BBC Radio 4 conducted an investigation of the Stern Review on the Economics of Climate Change, and came away unimpressed. While the Stern Review received signficiant press attention, it did not receive serious journalistic scrutiny. As the BBC report summarizes:
The report may have been loved by the politicians and headline writers but when climate scientists and environmental economists read the 670-page review, many said there were serious flaws.
These critics are not climate change sceptics, but researchers with years of experience who believe that human-induced climate change is real and that we need to act now.
Among those who are unimpressed is noted Carnegie Mellon environmental economist Richard Tol, whose work is cited extensively within the Stern Review:
“If a student of mine were to hand in this report as a Masters thesis, perhaps if I were in a good mood I would give him a ‘D’ for diligence; but more likely I would give him an ‘F’ for fail.

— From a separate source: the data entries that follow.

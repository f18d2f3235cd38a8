//! Test helper module for E2E tests
//!
//! Provides `TestFixture`: a stub Hound server plus helpers for running `hq`.

#![allow(dead_code)] // Test helpers may not be used in all test modules
#![allow(deprecated)] // cargo_bin() deprecation - the new API requires more investigation

pub mod mcp;

use assert_cmd::Command;
use assert_fs::TempDir;
use assert_fs::prelude::*;
use mockito::{Matcher, Mock, Server, ServerGuard};
use std::path::PathBuf;

/// One repo, one file, one match on line 10 of `a.js`.
pub const ONE_MATCH: &str = r#"{
    "Results": {
        "repoA": {
            "Matches": [{
                "Filename": "a.js",
                "Matches": [{
                    "LineNumber": 10,
                    "Line": "const foo = 1;",
                    "Before": ["// b1", "// b2"],
                    "After": ["// a1", "// a2"]
                }]
            }]
        }
    }
}"#;

/// Two repos, three matches, the second near the top of its file.
pub const THREE_MATCHES: &str = r#"{
    "Results": {
        "web": {
            "Matches": [
                {"Filename": "src/app.ts", "Matches": [
                    {"LineNumber": 40, "Line": "render(needle)", "Before": ["a", "b"], "After": ["c", "d"]},
                    {"LineNumber": 2, "Line": "import needle", "Before": ["// header"], "After": ["", "x"]}
                ]}
            ]
        },
        "api": {
            "Matches": [
                {"Filename": "main.go", "Matches": [
                    {"LineNumber": 7, "Line": "needle := 1", "Before": ["p", "q"], "After": ["r", "s"]}
                ]}
            ]
        }
    }
}"#;

/// Stub Hound server and scratch directory for config files.
pub struct TestFixture {
    pub server: ServerGuard,
    pub dir: TempDir,
}

impl TestFixture {
    pub fn new() -> Self {
        Self {
            server: Server::new(),
            dir: TempDir::new().unwrap(),
        }
    }

    pub fn base_uri(&self) -> String {
        self.server.url()
    }

    /// A config path that does not exist, so the user's real config is never read.
    pub fn no_config(&self) -> PathBuf {
        self.dir.path().join("missing.json")
    }

    /// Write a config file and return its path
    pub fn write_config(&self, body: &str) -> PathBuf {
        let file = self.dir.child("config.json");
        file.write_str(body).unwrap();
        file.path().to_path_buf()
    }

    /// Register a search response for `query` expected `hits` times.
    pub fn mock_search(&mut self, query: &str, body: &str, hits: usize) -> Mock {
        self.server
            .mock("GET", "/api/v1/search")
            .match_query(Matcher::AllOf(vec![
                Matcher::UrlEncoded("stats".into(), "fosho".into()),
                Matcher::UrlEncoded("repos".into(), "*".into()),
                Matcher::UrlEncoded("q".into(), query.into()),
                Matcher::UrlEncoded("rng".into(), ":20".into()),
                Matcher::UrlEncoded("i".into(), "nope".into()),
            ]))
            .with_status(200)
            .with_header("content-type", "application/json")
            .with_body(body)
            .expect(hits)
            .create()
    }

    /// Fail every search request with `status`.
    pub fn mock_failure(&mut self, status: usize) -> Mock {
        self.server
            .mock("GET", "/api/v1/search")
            .match_query(Matcher::Any)
            .with_status(status)
            .with_body("search backend unavailable")
            .create()
    }

    /// A `hq` command with no ambient configuration.
    pub fn hq(&self) -> Command {
        let mut cmd = Command::cargo_bin("hq").unwrap();
        cmd.env_remove("HOUND_BASE_URI")
            .env_remove("RUST_LOG")
            .env("NO_COLOR", "1");
        cmd
    }

    /// Run `hq search` against the stub server and return the output
    pub fn search(&self, query: &str) -> std::process::Output {
        self.hq()
            .arg("search")
            .arg("--base-uri")
            .arg(self.base_uri())
            .arg("--config")
            .arg(self.no_config())
            .arg(query)
            .output()
            .expect("hq search failed")
    }

    /// Run `hq open`, feeding `input` on stdin, and return the output
    pub fn open(&self, input: &str) -> std::process::Output {
        self.hq()
            .arg("open")
            .arg("--base-uri")
            .arg(self.base_uri())
            .arg("--config")
            .arg(self.no_config())
            .write_stdin(input)
            .output()
            .expect("hq open failed")
    }
}

impl Default for TestFixture {
    fn default() -> Self {
        Self::new()
    }
}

“There is a whole range of very basic economics mistakes that somebody who claims to be a Professor of Economics simply should not make,” he told The Investigation on BBC Radio 4. . . .

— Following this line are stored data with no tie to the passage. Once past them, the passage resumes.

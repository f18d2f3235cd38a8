use std::path::{Path, PathBuf};
use std::time::Duration;

use serde::Deserialize;
use tracing::debug;

use crate::error::{HoundError, HoundResult};
use crate::render::HighlightMode;

pub const BASE_URI_ENV: &str = "HOUND_BASE_URI";

const CONFIG_DIR_NAME: &str = "hound_open";
const CONFIG_FILE_NAME: &str = "config.json";

/// Settings the query executor needs. Passed explicitly, never read globally.
#[derive(Debug, Clone, PartialEq, Eq)]
pub struct HoundConfig {
    pub base_uri: String,
    pub timeout: Option<Duration>,
    pub highlight: HighlightMode,
}

impl HoundConfig {
    pub fn new(base_uri: impl Into<String>) -> Self {
        Self {
            base_uri: base_uri.into(),
            timeout: None,
            highlight: HighlightMode::default(),
        }
    }

    /// Resolve settings from the flag value, the environment and the config
    /// file, in that order of precedence.
    pub fn resolve(base_uri_flag: Option<String>, config_path: Option<&Path>) -> HoundResult<Self> {
        let env_value = std::env::var(BASE_URI_ENV).ok();
        let default_path = default_config_path();
        let path = config_path.or(default_path.as_deref());
        Self::resolve_from(base_uri_flag, env_value, path)
    }

    pub(crate) fn resolve_from(
        base_uri_flag: Option<String>,
        env_value: Option<String>,
        config_path: Option<&Path>,
    ) -> HoundResult<Self> {
        let file = match config_path {
            Some(path) => ConfigFile::load(path)?,
            None => None,
        };
        let file = file.unwrap_or_default();

        let base_uri = non_empty(base_uri_flag)
            .or_else(|| non_empty(env_value))
            .or_else(|| non_empty(file.base_uri))
            .ok_or(HoundError::MissingBaseUri)?;

        validate_base_uri(&base_uri)?;

        Ok(Self {
            base_uri,
            timeout: file.timeout_secs.map(Duration::from_secs),
            highlight: file.highlight.unwrap_or_default(),
        })
    }
}

#[derive(Debug, Default, Deserialize)]
struct ConfigFile {
    #[serde(default)]
    base_uri: Option<String>,
    #[serde(default)]
    timeout_secs: Option<u64>,
    #[serde(default)]
    highlight: Option<HighlightMode>,
}

impl ConfigFile {
    /// A missing file is not an error; an unreadable or malformed one is.
    fn load(path: &Path) -> HoundResult<Option<Self>> {
        let raw = match std::fs::read_to_string(path) {
            Ok(raw) => raw,
            Err(err) if err.kind() == std::io::ErrorKind::NotFound => {
                debug!("no config file at {}", path.display());
                return Ok(None);
            }
            Err(source) => {
                return Err(HoundError::ConfigIo {
                    path: path.to_path_buf(),
                    source,
                });
            }
        };

        let parsed = serde_json::from_str(&raw).map_err(|source| HoundError::ConfigParse {
            path: path.to_path_buf(),
            source,
        })?;
        Ok(Some(parsed))
    }
}

pub fn default_config_path() -> Option<PathBuf> {
    let mut dir = dirs::config_dir()?;
    dir.push(CONFIG_DIR_NAME);
    dir.push(CONFIG_FILE_NAME);
    Some(dir)
}

fn non_empty(value: Option<String>) -> Option<String> {
    value
        .map(|v| v.trim().to_string())
        .filter(|v| !v.is_empty())
}

fn validate_base_uri(uri: &str) -> HoundResult<()> {
    match reqwest::Url::parse(uri) {
        Ok(url) if matches!(url.scheme(), "http" | "https") => Ok(()),
        Ok(url) => Err(HoundError::InvalidBaseUri {
            uri: uri.to_string(),
            reason: format!("unsupported scheme '{}'", url.scheme()),
        }),
        Err(err) => Err(HoundError::InvalidBaseUri {
            uri: uri.to_string(),
            reason: err.to_string(),
        }),
    }
}
use crate::model::{MatchRecord, SearchResponse};

pub const SEARCH_PATH: &str = "/api/v1/search";

/// Queries this short are never sent; they would flood the server while typing.
pub const MIN_QUERY_CHARS: usize = 3;

/// Per-file match slice requested from the server.
pub const MATCH_RANGE: &str = ":20";

/// Returns the query to send, or `None` when it is absent or too short.
pub fn accept_query(query: Option<&str>) -> Option<&str> {
    let query = query?;
    if query.chars().count() < MIN_QUERY_CHARS {
        return None;
    }
    Some(query)
}

/// Joins the configured base URI with the search endpoint.
pub fn search_url(base_uri: &str) -> String {
    format!("{}{}", base_uri.trim_end_matches('/'), SEARCH_PATH)
}

/// Query string pairs for one search. `files` is left off the wire.
pub fn search_params(query: &str) -> [(&'static str, &str); 5] {
    [
        ("stats", "fosho"),
        ("repos", "*"),
        ("q", query),
        ("rng", MATCH_RANGE),
        ("i", "nope"),
    ]
}

/// Flattens a response into one record per code match, keeping server order.
pub fn flatten_response(response: SearchResponse, query: &str) -> Vec<MatchRecord> {
    let mut records = Vec::with_capacity(response.total_matches());

    for (_repo, repo_result) in response.results {
        for file in repo_result.matches {
            for code_match in file.matches {
                records.push(MatchRecord {
                    path: file.filename.clone(),
                    line: code_match.line_number - 1,
                    query: query.to_string(),
                    code_match,
                });
            }
        }
    }

    records
}
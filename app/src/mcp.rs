use std::error::Error;
use std::sync::Arc;

use hound_open_core::{HoundConfig, HoundProvider, register_provider};
use rmcp::{
    ErrorData as McpError, ServerHandler, ServiceExt,
    handler::server::{router::tool::ToolRouter, wrapper::Parameters},
    model::{
        CallToolResult, Content, Implementation, ProtocolVersion, ServerCapabilities, ServerInfo,
    },
    tool, tool_handler, tool_router,
    transport::stdio,
};
use schemars::JsonSchema;
use serde::Deserialize;
use tracing::{error, info};

use crate::ConnectionArgs;

#[derive(Clone)]
pub struct HoundServer {
    provider: Arc<HoundProvider>,
    tool_router: ToolRouter<HoundServer>,
}

impl HoundServer {
    fn internal_error(code: &str, message: impl Into<String>) -> McpError {
        let full = format!("{code}: {}", message.into());
        McpError::internal_error(full, None)
    }
}

#[derive(Deserialize, JsonSchema)]
pub struct SearchCodeArgs {
    /// Hound query; a regular expression, at least three characters long.
    pub query: String,
}

#[tool_router]
impl HoundServer {
    pub fn new(provider: Arc<HoundProvider>) -> Self {
        Self {
            provider,
            tool_router: Self::tool_router(),
        }
    }

    #[tool(
        description = "Search code across every repository indexed by the configured Hound server. Returns one block per match with the file path, the matching line and two lines of context on each side. Queries shorter than three characters return no results."
    )]
    pub async fn search_code(
        &self,
        Parameters(args): Parameters<SearchCodeArgs>,
    ) -> Result<CallToolResult, McpError> {
        let records = self
            .provider
            .execute_query(Some(&args.query))
            .await
            .map_err(|e| Self::internal_error("search_failed", e.to_string()))?;

        if records.is_empty() {
            return Ok(CallToolResult::success(vec![Content::text(format!(
                "No results for {:?}",
                args.query
            ))]));
        }

        let contents = records
            .iter()
            .map(|record| Content::text(self.provider.component_for_item(record).to_plain_text()))
            .collect();

        Ok(CallToolResult::success(contents))
    }
}

#[tool_handler]
impl ServerHandler for HoundServer {
    fn get_info(&self) -> ServerInfo {
        ServerInfo {
            instructions: Some(
                "Live code search backed by a Hound server. Use the `search_code` tool with a regular expression of at least three characters."
                    .to_string(),
            ),
            protocol_version: ProtocolVersion::V_2024_11_05,
            capabilities: ServerCapabilities::builder().enable_tools().build(),
            server_info: Implementation::from_build_env(),
        }
    }
}

pub async fn run_server(conn: ConnectionArgs) -> Result<(), Box<dyn Error>> {
    let config = HoundConfig::resolve(conn.base_uri, conn.config.as_deref())?;

    info!("hound_open MCP server starting");
    info!("search server: {}", config.base_uri);

    let provider = Arc::new(register_provider(&config)?);
    let server = HoundServer::new(provider);

    let service = server
        .serve(stdio())
        .await
        .inspect_err(|e| error!("hound_open MCP serve error: {e:?}"))?;

    service.waiting().await?;

    Ok(())
}
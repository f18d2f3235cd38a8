use std::io::{BufRead, BufReader, Write};
use std::path::PathBuf;
use std::process::{Child, ChildStdin, Command, Stdio};
use std::sync::mpsc;
use std::thread;
use std::time::Duration;

use serde_json::Value;

pub struct McpServerProcess {
    child: Child,
    stdin: ChildStdin,
    rx: mpsc::Receiver<String>,
    pub log_path: Option<PathBuf>,
}

impl McpServerProcess {
    pub fn spawn(base_uri: &str, config: &std::path::Path) -> Self {
        Self::spawn_with_log(base_uri, config, None)
    }

    pub fn spawn_with_log(
        base_uri: &str,
        config: &std::path::Path,
        log_path: Option<PathBuf>,
    ) -> Self {
        let mut cmd = Command::new(env!("CARGO_BIN_EXE_hq"));
        cmd.arg("server")
            .arg("--base-uri")
            .arg(base_uri)
            .arg("--config")
            .arg(config)
            .env_remove("HOUND_BASE_URI")
            .stdin(Stdio::piped())
            .stdout(Stdio::piped())
            .stderr(Stdio::null());

        if let Some(path) = log_path.as_ref() {
            cmd.env("HOUND_OPEN_LOG_PATH", path);
        }

        let mut child = cmd.spawn().expect("Failed to start hq server");

        let stdin = child.stdin.take().expect("Failed to take stdin");
        let stdout = child.stdout.take().expect("Failed to take stdout");

        let (tx, rx) = mpsc::channel::<String>();
        thread::spawn(move || {
            let mut reader = BufReader::new(stdout);
            loop {
                let mut line = String::new();
                match reader.read_line(&mut line) {
                    Ok(0) => break,
                    Ok(_) => {
                        let _ = tx.send(line);
                    }
                    Err(_) => break,
                }
            }
        });

        Self {
            child,
            stdin,
            rx,
            log_path,
        }
    }

    pub fn send_line(&mut self, line: &str) {
        writeln!(self.stdin, "{line}").expect("Failed to write to server stdin");
        self.stdin.flush().expect("Failed to flush server stdin");
    }

    pub fn recv_json(&mut self, timeout: Duration) -> Option<Value> {
        let line = self.rx.recv_timeout(timeout).ok()?;
        serde_json::from_str::<Value>(line.trim()).ok()
    }

    pub fn initialize(&mut self) -> Value {
        let init_request = r#"{"jsonrpc":"2.0","id":1,"method":"initialize","params":{"protocolVersion":"2024-11-05","capabilities":{},"clientInfo":{"name":"test","version":"1.0"}}}"#;
        self.send_line(init_request);
        let resp = self
            .recv_json(Duration::from_secs(5))
            .expect("No initialize response from server");

        // MCP requires a `notifications/initialized` notification after successful initialize.
        let initialized = r#"{"jsonrpc":"2.0","method":"notifications/initialized","params":{}}"#;
        self.send_line(initialized);

        resp
    }

    pub fn call_search_code(&mut self, id: u64, query: &str) -> Value {
        let args = format!(r#"{{"query":{}}}"#, serde_json::to_string(query).unwrap());
        let req = format!(
            r#"{{"jsonrpc":"2.0","id":{id},"method":"tools/call","params":{{"name":"search_code","arguments":{args}}}}}"#
        );
        self.send_line(&req);

        let deadline = Duration::from_secs(10);
        let start = std::time::Instant::now();
        loop {
            let remaining = deadline.saturating_sub(start.elapsed());
            let Some(msg) = self.recv_json(remaining) else {
                panic!("Timed out waiting for tools/call response");
            };
            if msg.get("id").and_then(|v| v.as_u64()) == Some(id) {
                return msg;
            }
        }
    }

    pub fn kill(&mut self) {
        let _ = self.child.kill();
        let _ = self.child.wait();
    }
}

impl Drop for McpServerProcess {
    fn drop(&mut self) {
        self.kill();
    }
}

/// Concatenated `text` items of a tools/call result.
pub fn response_text_blob(resp: &Value) -> String {
    let mut out = String::new();
    let Some(contents) = resp
        .get("result")
        .and_then(|r| r.get("content"))
        .and_then(|c| c.as_array())
    else {
        return out;
    };

    for item in contents {
        if let Some(text) = item.get("text").and_then(|t| t.as_str()) {
            out.push_str(text);
            out.push('\n');
        }
    }
    out
}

“Stern consistently picks the most pessimistic for every choice that one can make. He overestimates through cherry-picking, he double counts particularly the risks and he underestimates what development and adaptation will do to impacts,” he said.

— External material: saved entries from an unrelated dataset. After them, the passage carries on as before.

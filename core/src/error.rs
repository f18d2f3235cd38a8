use std::io;
use std::path::PathBuf;

use thiserror::Error;

#[derive(Debug, Error)]
pub enum HoundError {
    #[error("http error: {0}")]
    Http(#[from] reqwest::Error),

    #[error("search server returned {status}: {body}")]
    Status { status: u16, body: String },

    #[error("malformed search response: {0}")]
    Decode(#[from] serde_json::Error),

    #[error("invalid base URI '{uri}': {reason}")]
    InvalidBaseUri { uri: String, reason: String },

    #[error(
        "no search server configured; pass --base-uri, set HOUND_BASE_URI or write a config file"
    )]
    MissingBaseUri,

    #[error("failed to read config {path}: {source}")]
    ConfigIo { path: PathBuf, source: io::Error },

    #[error("invalid config {path}: {source}")]
    ConfigParse {
        path: PathBuf,
        source: serde_json::Error,
    },
}

pub type HoundResult<T> = Result<T, HoundError>;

Another critic of the Stern Review cited by the BBC is Yale’s Robert Mendelsohn, who has written a brief yet fairly thorough critique of the report available here. While much of the debate over the Stern Review has focused on Stern’s approach to disconting, Mendelsohn (like Tol) shows that the report’s failings are much deeper. Among other things, Stern makes embeds many unrealistic or unfounded assumptions into his analysis that skew his results. The BBC story also reports that many of Stern’s premises and claims are not supported by the work of the Intergovernmental Panel on Climate Change (IPCC).